■ WHAT TO PRODUCE
Type out the data again. Keep every line exactly the same.

[Saved entries]

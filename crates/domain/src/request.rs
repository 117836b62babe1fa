//! API request and response shapes.
//!
//! An [`ApiRequest`] is a description of one call against the console
//! backend, relative to the configured base URL. Keeping it a plain value
//! (rather than a built transport request) is what lets the client replay
//! it unchanged after a token refresh.

use std::collections::HashMap;
use std::fmt;

use serde::{Deserialize, Serialize};
use serde::de::DeserializeOwned;

use crate::error::{DomainError, DomainResult};

/// HTTP methods used against the console backend.
#[derive(Debug, Clone, Copy, PartialEq, Eq, Hash, Serialize, Deserialize, Default)]
#[serde(rename_all = "UPPERCASE")]
pub enum HttpMethod {
    /// HTTP GET method
    #[default]
    Get,
    /// HTTP POST method
    Post,
    /// HTTP PUT method
    Put,
    /// HTTP PATCH method
    Patch,
    /// HTTP DELETE method
    Delete,
}

impl HttpMethod {
    /// Returns the method as a static string.
    #[must_use]
    pub const fn as_str(self) -> &'static str {
        match self {
            Self::Get => "GET",
            Self::Post => "POST",
            Self::Put => "PUT",
            Self::Patch => "PATCH",
            Self::Delete => "DELETE",
        }
    }
}

impl fmt::Display for HttpMethod {
    fn fmt(&self, f: &mut fmt::Formatter<'_>) -> fmt::Result {
        write!(f, "{}", self.as_str())
    }
}

/// One outgoing API call: method, path, query, optional JSON body.
#[derive(Debug, Clone, PartialEq, Eq)]
pub struct ApiRequest {
    /// HTTP method.
    pub method: HttpMethod,
    /// Path relative to the configured base URL, e.g. `/orgs`.
    pub path: String,
    /// Query string pairs.
    pub query: Vec<(String, String)>,
    /// JSON body, for methods that carry one.
    pub body: Option<serde_json::Value>,
}

impl ApiRequest {
    /// Create a request with the given method and path.
    #[must_use]
    pub fn new(method: HttpMethod, path: impl Into<String>) -> Self {
        Self {
            method,
            path: path.into(),
            query: Vec::new(),
            body: None,
        }
    }

    /// Convenience constructor for a GET request.
    #[must_use]
    pub fn get(path: impl Into<String>) -> Self {
        Self::new(HttpMethod::Get, path)
    }

    /// Convenience constructor for a POST request with a JSON body.
    #[must_use]
    pub fn post(path: impl Into<String>, body: serde_json::Value) -> Self {
        Self::new(HttpMethod::Post, path).with_body(body)
    }

    /// Convenience constructor for a PUT request.
    #[must_use]
    pub fn put(path: impl Into<String>) -> Self {
        Self::new(HttpMethod::Put, path)
    }

    /// Convenience constructor for a DELETE request.
    #[must_use]
    pub fn delete(path: impl Into<String>) -> Self {
        Self::new(HttpMethod::Delete, path)
    }

    /// Add a query string pair.
    #[must_use]
    pub fn with_query(mut self, name: impl Into<String>, value: impl Into<String>) -> Self {
        self.query.push((name.into(), value.into()));
        self
    }

    /// Set the JSON body.
    #[must_use]
    pub fn with_body(mut self, body: serde_json::Value) -> Self {
        self.body = Some(body);
        self
    }
}

/// A completed API response: status, headers, raw body.
#[derive(Debug, Clone)]
pub struct ApiResponse {
    /// HTTP status code.
    pub status: u16,
    /// Response headers.
    pub headers: HashMap<String, String>,
    /// Raw response body.
    pub body: Vec<u8>,
}

impl ApiResponse {
    /// Create a response.
    #[must_use]
    pub const fn new(status: u16, headers: HashMap<String, String>, body: Vec<u8>) -> Self {
        Self {
            status,
            headers,
            body,
        }
    }

    /// Returns true for a 2xx status.
    #[must_use]
    pub const fn is_success(&self) -> bool {
        self.status >= 200 && self.status < 300
    }

    /// Body as UTF-8 text, lossily converted.
    #[must_use]
    pub fn text(&self) -> String {
        String::from_utf8_lossy(&self.body).into_owned()
    }

    /// Decode the body as JSON into the given type.
    ///
    /// # Errors
    ///
    /// Returns [`DomainError::Decode`] if the body is not valid JSON for `T`.
    pub fn json<T: DeserializeOwned>(&self) -> DomainResult<T> {
        serde_json::from_slice(&self.body).map_err(|e| DomainError::Decode(e.to_string()))
    }
}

■ FINISHED TASK
filename crates/domain/src/request.rs
repository 117836b62babe1fa
//! API request and response shapes.
//!
//! An [`ApiRequest`] is a description of one call against the console
//! backend, relative to the configured base URL. Keeping it a plain value
//! (rather than a built transport request) is what lets the client replay
//! it unchanged after a token refresh.

use std::collections::HashMap;
use std::fmt;

use serde::{Deserialize, Serialize};
use serde::de::DeserializeOwned;

use crate::error::{DomainError, DomainResult};

/// HTTP methods used against the console backend.
#[derive(Debug, Clone, Copy, PartialEq, Eq, Hash, Serialize, Deserialize, Default)]
#[serde(rename_all = "UPPERCASE")]
pub enum HttpMethod {
    /// HTTP GET method
    #[default]
    Get,
    /// HTTP POST method
    Post,
    /// HTTP PUT method
    Put,
    /// HTTP PATCH method
    Patch,
    /// HTTP DELETE method
    Delete,
}

impl HttpMethod {
    /// Returns the method as a static string.
    #[must_use]
    pub const fn as_str(self) -> &'static str {
        match self {
            Self::Get => "GET",
            Self::Post => "POST",
            Self::Put => "PUT",
            Self::Patch => "PATCH",
            Self::Delete => "DELETE",
        }
    }
}

impl fmt::Display for HttpMethod {
    fn fmt(&self, f: &mut fmt::Formatter<'_>) -> fmt::Result {
        write!(f, "{}", self.as_str())
    }
}

/// One outgoing API call: method, path, query, optional JSON body.
#[derive(Debug, Clone, PartialEq, Eq)]
pub struct ApiRequest {
    /// HTTP method.
    pub method: HttpMethod,
    /// Path relative to the configured base URL, e.g. `/orgs`.
    pub path: String,
    /// Query string pairs.
    pub query: Vec<(String, String)>,
    /// JSON body, for methods that carry one.
    pub body: Option<serde_json::Value>,
}

impl ApiRequest {
    /// Create a request with the given method and path.
    #[must_use]
    pub fn new(method: HttpMethod, path: impl Into<String>) -> Self {
        Self {
            method,
            path: path.into(),
            query: Vec::new(),
            body: None,
        }
    }

    /// Convenience constructor for a GET request.
    #[must_use]
    pub fn get(path: impl Into<String>) -> Self {
        Self::new(HttpMethod::Get, path)
    }

    /// Convenience constructor for a POST request with a JSON body.
    #[must_use]
    pub fn post(path: impl Into<String>, body: serde_json::Value) -> Self {
        Self::new(HttpMethod::Post, path).with_body(body)
    }

    /// Convenience constructor for a PUT request.
    #[must_use]
    pub fn put(path: impl Into<String>) -> Self {
        Self::new(HttpMethod::Put, path)
    }

    /// Convenience constructor for a DELETE request.
    #[must_use]
    pub fn delete(path: impl Into<String>) -> Self {
        Self::new(HttpMethod::Delete, path)
    }

    /// Add a query string pair.
    #[must_use]
    pub fn with_query(mut self, name: impl Into<String>, value: impl Into<String>) -> Self {
        self.query.push((name.into(), value.into()));
        self
    }

    /// Set the JSON body.
    #[must_use]
    pub fn with_body(mut self, body: serde_json::Value) -> Self {
        self.body = Some(body);
        self
    }
}

/// A completed API response: status, headers, raw body.
#[derive(Debug, Clone)]
pub struct ApiResponse {
    /// HTTP status code.
    pub status: u16,
    /// Response headers.
    pub headers: HashMap<String, String>,
    /// Raw response body.
    pub body: Vec<u8>,
}

impl ApiResponse {
    /// Create a response.
    #[must_use]
    pub const fn new(status: u16, headers: HashMap<String, String>, body: Vec<u8>) -> Self {
        Self {
            status,
            headers,
            body,
        }
    }

    /// Returns true for a 2xx status.
    #[must_use]
    pub const fn is_success(&self) -> bool {
        self.status >= 200 && self.status < 300
    }

    /// Body as UTF-8 text, lossily converted.
    #[must_use]
    pub fn text(&self) -> String {
        String::from_utf8_lossy(&self.body).into_owned()
    }

    /// Decode the body as JSON into the given type.
    ///
    /// # Errors
    ///
    /// Returns [`DomainError::Decode`] if the body is not valid JSON for `T`.
    pub fn json<T: DeserializeOwned>(&self) -> DomainResult<T> {
        serde_json::from_slice(&self.body).map_err(|e| DomainError::Decode(e.to_string()))
    }
}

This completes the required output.